Cette mobilisation officielle trouve un écho puissant auprès de personnalités engagées comme l’actrice franco-marocaine Ouidad Elma. Récemment associée à une campagne de PETA déguisée en « Wonder Woman des rues marocaines« , elle utilise sa notoriété pour sensibiliser l’opinion publique au sort des animaux errants. « L’image du Maroc ne doit pas se construire sur le sang des innocents », plaide-t-elle, rappelant que la tradition islamique elle-même prône la compassion envers les animaux.
Son engagement illustre une prise de conscience grandissante de la société civile, qui complète l’action gouvernementale par des initiatives citoyennes et des campagnes de sensibilisation à l’adoption responsable.

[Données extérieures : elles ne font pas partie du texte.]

/// Decay reference captured on `stop()`.
#[derive(Debug, Clone, Copy, PartialEq, Default)]
struct DecayBaseline {
    rpm_left: f64,
    rpm_right: f64,
    egt_left: f64,
    egt_right: f64,
}

/// Twin-engine physics simulator.
///
/// Owns the [`EngineTruth`] and the [`LifecycleState`], and produces one
/// [`ObservedData`] snapshot per [`tick`](Self::tick). Commands never fail:
/// a command that makes no sense in the current state is ignored.
#[derive(Debug)]
pub struct PhysicsSimulator {
    config: SimConfig,
    truth: EngineTruth,
    observed: ObservedData,
    state: LifecycleState,
    phase_elapsed: Duration,
    running: RunningBaseline,
    decay: DecayBaseline,
    injected: Option<FaultCondition>,
    rng: StdRng,
}

impl Default for PhysicsSimulator {
    fn default() -> Self {
        Self::build(SimConfig::default(), StdRng::from_os_rng())
    }
}

impl PhysicsSimulator {
    /// Create a simulator seeded from the operating system.
    ///
    /// # Errors
    ///
    /// Returns [`SimError`](crate::SimError) if `config` fails validation.
    pub fn new(config: SimConfig) -> SimResult<Self> {
        config.validate()?;
        Ok(Self::build(config, StdRng::from_os_rng()))
    }

    /// Create a simulator with a fixed seed, for reproducible runs.
    ///
    /// # Errors
    ///
    /// Returns [`SimError`](crate::SimError) if `config` fails validation.
    pub fn with_seed(config: SimConfig, seed: u64) -> SimResult<Self> {
        config.validate()?;
        Ok(Self::build(config, StdRng::seed_from_u64(seed)))
    }

    fn build(config: SimConfig, rng: StdRng) -> Self {
        let truth = EngineTruth::at_rest(&config);
        let observed = ObservedData::from_truth(&truth, config.rated_speed_rpm);
        Self {
            config,
            truth,
            observed,
            state: LifecycleState::Off,
            phase_elapsed: Duration::ZERO,
            running: RunningBaseline::default(),
            decay: DecayBaseline::default(),
            injected: None,
            rng,
        }
    }

    /// Begin spool-up from OFF or STOPPING.
    pub fn start(&mut self) {
        match self.state {
            LifecycleState::Off | LifecycleState::Stopping => {
                tracing::info!(from = %self.state, "Engine start commanded");
                self.enter(LifecycleState::Starting);
            }
            state => tracing::debug!(state = %state, "Start ignored"),
        }
    }

    /// Begin spool-down from any state except OFF.
    ///
    /// The current speeds and temperatures become the decay reference.
    pub fn stop(&mut self) {
        if self.state == LifecycleState::Off {
            tracing::debug!("Stop ignored, engines already off");
            return;
        }
        self.decay = DecayBaseline {
            rpm_left: self.truth.rpm_left,
            rpm_right: self.truth.rpm_right,
            egt_left: self.truth.egt_left,
            egt_right: self.truth.egt_right,
        };
        tracing::info!(from = %self.state, "Engine shutdown commanded");
        self.enter(LifecycleState::Stopping);
    }

    /// Nudge the steady-state operating point. Only effective while RUNNING.
    pub fn adjust_thrust(&mut self, direction: ThrustDirection) {
        if self.state != LifecycleState::Running {
            tracing::debug!(state = %self.state, ?direction, "Thrust change ignored");
            return;
        }
        let step = self
            .rng
            .random_range(self.config.thrust_step_min..=self.config.thrust_step_max);
        let factor = 1.0 + direction.sign() * step;
        let max_rpm = self.config.max_speed_rpm();

        let base = &mut self.running;
        base.rpm_left = (base.rpm_left * factor).min(max_rpm);
        base.rpm_right = (base.rpm_right * factor).min(max_rpm);
        base.egt_left *= factor;
        base.egt_right *= factor;
        base.fuel_flow =
            (base.fuel_flow + direction.sign() * self.config.thrust_fuel_step).max(0.0);

        tracing::debug!(
            ?direction,
            step,
            rpm = base.rpm_left,
            fuel_flow = base.fuel_flow,
            "Thrust baseline adjusted"
        );
    }

    /// Set or clear the injected sensor fault. Takes effect on the next tick.
    pub fn inject_fault(&mut self, condition: Option<FaultCondition>) {
        if self.injected != condition {
            match condition {
                Some(condition) => {
                    tracing::info!(fault = condition.code(), "Sensor fault injected");
                }
                None => tracing::info!("Sensor fault cleared"),
            }
        }
        self.injected = condition;
    }

    /// Remove any injected fault.
    pub fn clear_fault(&mut self) {
        self.inject_fault(None);
    }

    /// Advance the simulation by one fixed step.
    pub fn tick(&mut self, dt: Duration) {
        if self.state.is_transient() {
            self.phase_elapsed = self.phase_elapsed.saturating_add(dt);
        }

        let dt_secs = dt.as_secs_f64();
        self.truth.burn_fuel(dt_secs);
        if self.truth.is_fuel_exhausted() && !self.state.is_shutting_down() {
            tracing::warn!(state = %self.state, "Fuel exhausted, forcing shutdown");
            self.stop();
        }

        match self.state {
            LifecycleState::Starting => self.spool_up(dt_secs),
            LifecycleState::Running => self.hold_steady(),
            LifecycleState::Stopping => self.spool_down(),
            LifecycleState::Off => self.truth.settle(self.config.ambient_celsius),
        }

        let rated = self.config.rated_speed_rpm;
        self.observed = ObservedData::from_truth(&self.truth, rated);
        apply_overlay(self.injected, &mut self.observed, rated);
    }

    fn spool_up(&mut self, dt_secs: f64) {
        let cfg = &self.config;
        let t = self.phase_elapsed.as_secs_f64();

        if t <= cfg.linear_phase_secs {
            let rpm_step = cfg.spool_rate_rpm_per_sec * dt_secs;
            self.truth.rpm_left += rpm_step;
            self.truth.rpm_right += rpm_step;
            self.truth.fuel_flow += cfg.spool_fuel_rate * dt_secs;
        } else if t > cfg.log_phase_offset_secs {
            let lg = (t - cfg.log_phase_offset_secs).log10();
            let rpm = cfg.log_speed_gain * lg + cfg.log_speed_base;
            let egt = cfg.log_temp_gain * lg + cfg.ambient_celsius;
            self.truth.rpm_left = rpm;
            self.truth.rpm_right = rpm;
            self.truth.egt_left = egt;
            self.truth.egt_right = egt;
            self.truth.fuel_flow = (cfg.log_flow_gain * lg + cfg.log_flow_base).max(0.0);
            self.hand_over_if_spooled();
        }
    }

    /// RUNNING is only entered from the growth curve, never from the linear ramp.
    fn hand_over_if_spooled(&mut self) {
        let threshold = self.config.running_threshold_rpm();
        if self.truth.rpm_left >= threshold && self.truth.rpm_right >= threshold {
            self.running = RunningBaseline {
                rpm_left: self.truth.rpm_left,
                rpm_right: self.truth.rpm_right,
                egt_left: self.truth.egt_left,
                egt_right: self.truth.egt_right,
                fuel_flow: self.truth.fuel_flow,
            };
            tracing::info!(
                rpm = self.truth.rpm_left,
                egt = self.truth.egt_left,
                elapsed_ms = self.phase_elapsed.as_millis(),
                "Engines stabilized"
            );
            self.enter(LifecycleState::Running);
        }
    }

    fn hold_steady(&mut self) {
        let spread = self.config.running_noise;
        let noise = 1.0 + self.rng.random_range(-spread..=spread);
        let base = self.running;
        self.truth.rpm_left = base.rpm_left * noise;
        self.truth.rpm_right = base.rpm_right * noise;
        self.truth.egt_left = base.egt_left * noise;
        self.truth.egt_right = base.egt_right * noise;
        self.truth.fuel_flow = base.fuel_flow * noise;
    }

    fn spool_down(&mut self) {
        let ambient = self.config.ambient_celsius;
        let t = self.phase_elapsed.as_secs_f64();
        self.truth.fuel_flow = 0.0;

        if t >= self.config.stop_timeout_secs {
            self.truth.settle(ambient);
            tracing::info!(elapsed_ms = self.phase_elapsed.as_millis(), "Engines off");
            self.enter(LifecycleState::Off);
            return;
        }

        let decay = self.config.decay_base.powf(t);
        let base = self.decay;
        self.truth.rpm_left = base.rpm_left * decay;
        self.truth.rpm_right = base.rpm_right * decay;
        self.truth.egt_left = (base.egt_left - ambient) * decay + ambient;
        self.truth.egt_right = (base.egt_right - ambient) * decay + ambient;
    }

    fn enter(&mut self, next: LifecycleState) {
        tracing::info!(from = %self.state, to = %next, "Lifecycle transition");
        self.state = next;
        self.phase_elapsed = Duration::ZERO;
    }

    /// Current lifecycle state.
    pub fn state(&self) -> LifecycleState {
        self.state
    }

    /// Sensor snapshot produced by the last tick.
    pub fn observed(&self) -> &ObservedData {
        &self.observed
    }

    /// Physical ground truth.
    pub fn truth(&self) -> &EngineTruth {
        &self.truth
    }

    /// Currently injected fault, if any.
    pub fn injected_fault(&self) -> Option<FaultCondition> {
        self.injected
    }

    /// Time spent in the current STARTING or STOPPING phase.
    pub fn phase_elapsed(&self) -> Duration {
        self.phase_elapsed
    }

    /// Physics constants in use.
    pub fn config(&self) -> &SimConfig {
        &self.config
    }

    /// True while RUNNING with both observed speeds at or above the
    /// stabilization threshold.
    pub fn is_stabilized(&self) -> bool {
        let threshold = self.config.running_fraction * 100.0;
        self.state == LifecycleState::Running
            && self.observed.speed_percent_left >= threshold
            && self.observed.speed_percent_right >= threshold
    }
}
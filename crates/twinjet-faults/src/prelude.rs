//! Prelude for convenient imports.
//!
//! ```rust
//! use twinjet_faults::prelude::*;
//! ```

pub use crate::{CONDITION_COUNT, FaultCondition, ParseFaultError, SeverityBand, ThermalPhase};
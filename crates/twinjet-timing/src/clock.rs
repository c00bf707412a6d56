//! Monotonic wall clock producing frame durations.

use std::time::{Duration, Instant};

/// Measures the wall time between successive frames.
#[derive(Debug, Clone, Copy)]
pub struct WallClock {
    last: Instant,
}

impl Default for WallClock {
    fn default() -> Self {
        Self::new()
    }
}

impl WallClock {
    /// Start measuring from now.
    pub fn new() -> Self {
        Self {
            last: Instant::now(),
        }
    }

    /// Time since the previous call (or since construction).
    pub fn lap(&mut self) -> Duration {
        let now = Instant::now();
        let elapsed = now.saturating_duration_since(self.last);
        self.last = now;
        elapsed
    }

    /// Restart measuring from now.
    pub fn reset(&mut self) {
        self.last = Instant::now();
    }
}

#[cfg(test)]
mod tests {
    use super::*;

    #[test]
    fn test_lap_is_monotonic() {
        let mut clock = WallClock::new();
        std::thread::sleep(Duration::from_millis(2));
        let first = clock.lap();
        assert!(first >= Duration::from_millis(2));

        let second = clock.lap();
        assert!(second < first + Duration::from_secs(1));
    }
}
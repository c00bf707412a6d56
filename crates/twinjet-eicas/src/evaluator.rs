//! Stateless raw-condition detection.

use twinjet_faults::{CONDITION_COUNT, FaultCondition};
use twinjet_sim::{EngineSide, LifecycleState, ObservedData};

use crate::AlertThresholds;

/// Ordered set of conditions, at most one of each.
pub type ConditionSet = heapless::Vec<FaultCondition, CONDITION_COUNT>;

pub(crate) fn push_unique(set: &mut ConditionSet, condition: FaultCondition) {
    if set.contains(&condition) {
        return;
    }
    if let Err(rejected) = set.push(condition) {
        tracing::warn!(fault = rejected.code(), "Condition set full, dropping");
    }
}

/// Conditions that hold for `observed` in `state`, red band first.
///
/// Re-run from scratch every tick. Speed and temperature never report both
/// their red and amber variant in the same call. Non-finite readings never
/// trip a limit.
pub fn evaluate(
    observed: &ObservedData,
    state: LifecycleState,
    thresholds: &AlertThresholds,
) -> ConditionSet {
    let mut raw = ConditionSet::new();
    let sensors = &observed.sensors;
    let speed_lost = |n: u8| {
        EngineSide::BOTH
            .iter()
            .any(|&s| sensors.speed(s).invalid_count() == n)
    };
    let temp_lost = |n: u8| {
        EngineSide::BOTH
            .iter()
            .any(|&s| sensors.temperature(s).invalid_count() == n)
    };
    let speed_above = |limit: f64| {
        EngineSide::BOTH
            .iter()
            .any(|&s| observed.speed_percent(s) > limit)
    };
    let egt_above = |limit: f64| EngineSide::BOTH.iter().any(|&s| observed.egt(s) > limit);
    let egt = thresholds.temperature_limits(state);

    // Red
    let everything_lost = EngineSide::BOTH.iter().all(|&s| {
        sensors.speed(s).invalid_count() == 2 && sensors.temperature(s).invalid_count() == 2
    });
    if everything_lost {
        push_unique(&mut raw, FaultCondition::SensorAll);
    }
    if !sensors.fuel {
        push_unique(&mut raw, FaultCondition::SensorFuel);
    }
    let speed_red = speed_above(thresholds.speed_red_percent);
    if speed_red {
        push_unique(&mut raw, FaultCondition::OverspeedSevere);
    }
    let egt_red = egt_above(egt.red);
    if egt_red {
        push_unique(&mut raw, FaultCondition::OverheatSevere(egt.phase));
    }

    // Amber
    if speed_lost(2) {
        push_unique(&mut raw, FaultCondition::SpeedSensorPairFail);
    }
    if temp_lost(2) {
        push_unique(&mut raw, FaultCondition::TempSensorPairFail);
    }
    if observed.fuel_quantity < thresholds.low_fuel {
        push_unique(&mut raw, FaultCondition::LowFuel);
    }
    if observed.fuel_flow > thresholds.high_fuel_flow {
        push_unique(&mut raw, FaultCondition::FuelLeak);
    }
    if !speed_red && speed_above(thresholds.speed_amber_percent) {
        push_unique(&mut raw, FaultCondition::OverspeedCaution);
    }
    if !egt_red && egt_above(egt.amber) {
        push_unique(&mut raw, FaultCondition::OverheatCaution(egt.phase));
    }

    // White
    if speed_lost(1) {
        push_unique(&mut raw, FaultCondition::SpeedSensorSingleFail);
    }
    if temp_lost(1) {
        push_unique(&mut raw, FaultCondition::TempSensorSingleFail);
    }

    raw
}

#[cfg(test)]
mod tests {
    use super::*;
    use twinjet_faults::ThermalPhase;
    use twinjet_sim::{EngineTruth, SensorSlot, SimConfig};

    fn running() -> ObservedData {
        let mut truth = EngineTruth::at_rest(&SimConfig::default());
        truth.rpm_left = 39_000.0;
        truth.rpm_right = 39_000.0;
        truth.egt_left = 700.0;
        truth.egt_right = 700.0;
        truth.fuel_flow = 40.0;
        ObservedData::from_truth(&truth, 40_000.0)
    }

    fn eval(observed: &ObservedData, state: LifecycleState) -> ConditionSet {
        evaluate(observed, state, &AlertThresholds::default())
    }

    #[test]
    fn test_nominal_is_empty() {
        assert!(eval(&running(), LifecycleState::Running).is_empty());
    }

    #[test]
    fn test_overspeed_red_suppresses_amber() {
        let mut observed = running();
        observed.speed_percent_left = 125.0;
        let raw = eval(&observed, LifecycleState::Running);
        assert_eq!(raw.as_slice(), &[FaultCondition::OverspeedSevere]);
    }

    #[test]
    fn test_overspeed_amber_band() {
        let mut observed = running();
        observed.speed_percent_right = 110.0;
        let raw = eval(&observed, LifecycleState::Running);
        assert_eq!(raw.as_slice(), &[FaultCondition::OverspeedCaution]);
    }

    #[test]
    fn test_limits_are_strict() {
        let mut observed = running();
        observed.speed_percent_left = 105.0;
        observed.egt_left = 950.0;
        observed.fuel_quantity = 500.0;
        observed.fuel_flow = 50.0;
        assert!(eval(&observed, LifecycleState::Running).is_empty());
    }

    #[test]
    fn test_egt_limits_follow_state() {
        let mut observed = running();
        observed.egt_left = 900.0;
        assert_eq!(
            eval(&observed, LifecycleState::Starting).as_slice(),
            &[FaultCondition::OverheatCaution(ThermalPhase::Start)]
        );
        assert!(eval(&observed, LifecycleState::Running).is_empty());

        observed.egt_left = 1050.0;
        assert_eq!(
            eval(&observed, LifecycleState::Starting).as_slice(),
            &[FaultCondition::OverheatSevere(ThermalPhase::Start)]
        );
        assert_eq!(
            eval(&observed, LifecycleState::Stopping).as_slice(),
            &[FaultCondition::OverheatCaution(ThermalPhase::Run)]
        );
    }

    #[test]
    fn test_pair_fail_omits_single_fail() {
        let mut observed = running();
        observed
            .sensors
            .speed_mut(EngineSide::Left)
            .invalidate(SensorSlot::A);
        observed
            .sensors
            .speed_mut(EngineSide::Left)
            .invalidate(SensorSlot::B);
        assert_eq!(
            eval(&observed, LifecycleState::Running).as_slice(),
            &[FaultCondition::SpeedSensorPairFail]
        );
    }

    #[test]
    fn test_single_fail_on_each_side_reports_once() {
        let mut observed = running();
        for side in EngineSide::BOTH {
            observed.sensors.temperature_mut(side).invalidate(SensorSlot::B);
        }
        assert_eq!(
            eval(&observed, LifecycleState::Running).as_slice(),
            &[FaultCondition::TempSensorSingleFail]
        );
    }

    #[test]
    fn test_pair_on_one_side_single_on_other() {
        let mut observed = running();
        observed.sensors.speed_left.a = false;
        observed.sensors.speed_left.b = false;
        observed.sensors.speed_right.a = false;
        assert_eq!(
            eval(&observed, LifecycleState::Running).as_slice(),
            &[
                FaultCondition::SpeedSensorPairFail,
                FaultCondition::SpeedSensorSingleFail
            ]
        );
    }

    #[test]
    fn test_severity_order() {
        let mut observed = running();
        observed.sensors.fuel = false;
        observed.sensors.temp_right.a = false;
        observed.fuel_quantity = 100.0;
        observed.speed_percent_left = 130.0;
        let raw = eval(&observed, LifecycleState::Running);
        assert_eq!(
            raw.as_slice(),
            &[
                FaultCondition::SensorFuel,
                FaultCondition::OverspeedSevere,
                FaultCondition::LowFuel,
                FaultCondition::TempSensorSingleFail,
            ]
        );
    }

    #[test]
    fn test_nan_readings_trip_nothing() {
        let mut observed = running();
        observed.speed_percent_left = f64::NAN;
        observed.egt_right = f64::NAN;
        observed.fuel_quantity = f64::NAN;
        observed.fuel_flow = f64::NAN;
        assert!(eval(&observed, LifecycleState::Running).is_empty());
    }

    #[test]
    fn test_push_unique_dedupes() {
        let mut set = ConditionSet::new();
        push_unique(&mut set, FaultCondition::LowFuel);
        push_unique(&mut set, FaultCondition::LowFuel);
        assert_eq!(set.len(), 1);
    }
}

Le programme s’appuie sur un partenariat entre plusieurs ministères, notamment ceux de l’Intérieur et de la Santé, l’Office national de sécurité sanitaire des produits alimentaires (ONSSA) et l’Ordre des vétérinaires. L’objectif affiché consiste à recenser et stériliser systématiquement la population canine errante. Un projet de loi présenté en 2025 vise par ailleurs à encadrer plus strictement la possession de chiens et à fixer des quotas de stérilisation obligatoires pour chaque commune.
Malgré ces efforts considérables, les opérations de contrôle ne couvriraient actuellement qu’environ 15 % du cheptel errant, loin des 70 % de couverture vaccinale canine que l’Organisation mondiale de la santé (OMS) estime nécessaires pour interrompre la transmission de la rage.
L’enjeu dépasse largement la seule dimension sanitaire. Dans une économie où le tourisme représente plus de 7 % du produit intérieur brut, la négligence dans la gestion des chiens errants constitue un risque économique majeur. La réputation touristique du pays et sa capacité à attirer les visiteurs étrangers dépendent en partie de sa capacité à résoudre ce problème de santé publique.